Giefer Matthew J, Kozarek Richard A
Pediatrics - Gastroenterology, Seattle Children's Hospital, 4800 Sand Point Way NE, Seattle, WA, 98105, USA.
Digestive Disease Institute at Virginia Mason Medical Center, Seattle, WA, 98105, USA.
Surg Endosc. 2015 Dec;29(12):3543-50. doi: 10.1007/s00464-015-4105-1. Epub 2015 Feb 12.
Previous reports have suggested that endoscopic retrograde cholangiopancreatography (ERCP) in pediatric patients is safe, but because the total number of cases reported in the literature remains small, questions remain regarding safety and outcomes of this procedure in children.
Pediatric patients who underwent ERCP were identified from diagnostic to billing codes. Medical records were examined for age, gender, diagnosis codes, indication, type of sedation, findings, interventions, and complications. Descriptive statistics were prepared for data including frequencies, percentages for categorical variables, and means and standard deviations for quantitative variables. Extensions of logistic regression were used to examine the relationship between demographic and clinical characteristics and post-ERCP pancreatitis.
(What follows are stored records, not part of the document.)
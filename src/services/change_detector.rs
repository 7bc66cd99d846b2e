//! Decides whether a sync run has anything to do.

use tracing::debug;

use crate::managers::bookmark_manager::BookmarkStore;
use crate::managers::metadata_manager::MetadataManager;
use crate::services::raindrop_client::RemoteCatalog;
use crate::types::errors::SyncError;
use crate::types::status::SyncReason;

/// Verdict of the change detector.
#[derive(Debug, Clone, Copy, PartialEq, Eq)]
pub struct ChangeDecision {
    pub needed: bool,
    pub reason: SyncReason,
    /// Remote latest-change timestamp, when it was read.
    pub remote_latest: Option<i64>,
}

impl ChangeDecision {
    fn new(needed: bool, reason: SyncReason, remote_latest: Option<i64>) -> Self {
        Self { needed, reason, remote_latest }
    }
}

/// Pure sync predicate. Rules apply in order: missing local root, empty local
/// root, no remote items, then strictly-newer remote change.
pub fn should_sync(
    remote_latest: Option<i64>,
    last_processed: i64,
    local_root_exists: bool,
    local_root_non_empty: bool,
) -> ChangeDecision {
    if !local_root_exists {
        return ChangeDecision::new(true, SyncReason::MissingLocalFolder, remote_latest);
    }
    if !local_root_non_empty {
        return ChangeDecision::new(true, SyncReason::EmptyLocalFolder, remote_latest);
    }
    match remote_latest {
        None => ChangeDecision::new(false, SyncReason::NoRemoteItems, None),
        Some(ts) if ts > last_processed => ChangeDecision::new(true, SyncReason::NewChanges, Some(ts)),
        Some(ts) => ChangeDecision::new(false, SyncReason::UpToDate, Some(ts)),
    }
}

/// Reads local and remote state and applies [`should_sync`].
///
/// The remote is only queried once the local root is known to exist and hold
/// something. Nothing is written.
pub async fn detect_changes(
    store: &dyn BookmarkStore,
    remote: &dyn RemoteCatalog,
    metadata: &MetadataManager,
    root_title: &str,
) -> Result<ChangeDecision, SyncError> {
    let roots = store.find_top_level_folders_by_title(root_title).await?;
    let exists = !roots.is_empty();

    let mut non_empty = false;
    for root in &roots {
        if !store.list_children(&root.id).await?.is_empty() {
            non_empty = true;
            break;
        }
    }

    if !exists || !non_empty {
        return Ok(should_sync(None, 0, exists, non_empty));
    }

    let remote_latest = remote.get_latest_change_timestamp().await?;
    let last_processed = metadata.last_sync_timestamp().await?;
    let decision = should_sync(remote_latest, last_processed, exists, non_empty);
    debug!(?remote_latest, last_processed, needed = decision.needed, "change check");
    Ok(decision)
}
Four hundred and twenty-five ERCPs were performed on 276 pediatric patients. Patient's age ranged from 72 days to 18 years, and there was equal gender distribution. Targeted duct cannulation was achieved in over 95% of cases, and therapeutic interventions were common (81.3%). The most common indications were biliary obstruction (43.3%) and chronic pancreatitis (26.8%). The most common complication was post-ERCP pancreatitis which occurred in 26 cases (7.7%), and the majority was mild by consensus definition. Procedural characteristics significantly associated with post-ERCP pancreatitis included: pancreatogram, pancreatic sphincterotomy, pancreatic duct stenting, and pancreatic duct stricture dilation. Immediate post-sphincterotomy bleeding occurred twice (1.1%), and both cases were successfully treated during the procedure. There was one instance of a possible delayed sphincterotomy bleed. No mortality was observed.
This retrospective review is one of the larger ERCP series reported in the pediatric population and adds to the growing body of literature supporting that ERCP can be safely applied in younger patients by skilled endoscopists. The complication rate found in this series closely parallels that observed in adults. Prospective studies of pediatric ERCP are still required to more definitively define the safe and appropriate use of this procedure in children.
既往报告提示,儿科患者的内镜逆行胰胆管造影术(ERCP)是安全的,但由于文献中报道的病例总数仍然较少,该手术在儿童中的安全性和结局仍存在疑问。
通过诊断和计费代码识别接受ERCP的儿科患者。检查病历以获取年龄、性别、诊断代码、适应证、镇静类型、检查结果、干预措施和并发症。对数据进行描述性统计,包括频率、分类变量的百分比以及定量变量的均值和标准差。使用逻辑回归扩展来研究人口统计学和临床特征与ERCP术后胰腺炎之间的关系。
对276例儿科患者进行了425次ERCP。患者年龄从72天至18岁不等,性别分布均衡。超过95%的病例实现了目标胆管插管,治疗性干预很常见(81.3%)。最常见的适应证是胆道梗阻(43.3%)和慢性胰腺炎(26.8%)。最常见的并发症是ERCP术后胰腺炎,发生26例(7.7%),根据共识定义,大多数为轻度。与ERCP术后胰腺炎显著相关的操作特征包括:胰管造影、胰括约肌切开术、胰管支架置入和胰管狭窄扩张。括约肌切开术后立即出血发生2次(1.1%),两例均在手术过程中成功治疗。有1例可能的括约肌切开术延迟出血。未观察到死亡病例。
这项回顾性研究是儿科人群中报道的较大规模ERCP系列研究之一,为越来越多支持ERCP可由技术熟练的内镜医师安全应用于较年轻患者的文献增添了内容。本系列研究中发现的并发症发生率与成人中观察到的情况相近。仍需要对儿科ERCP进行前瞻性研究,以更明确地界定该手术在儿童中的安全和适当应用。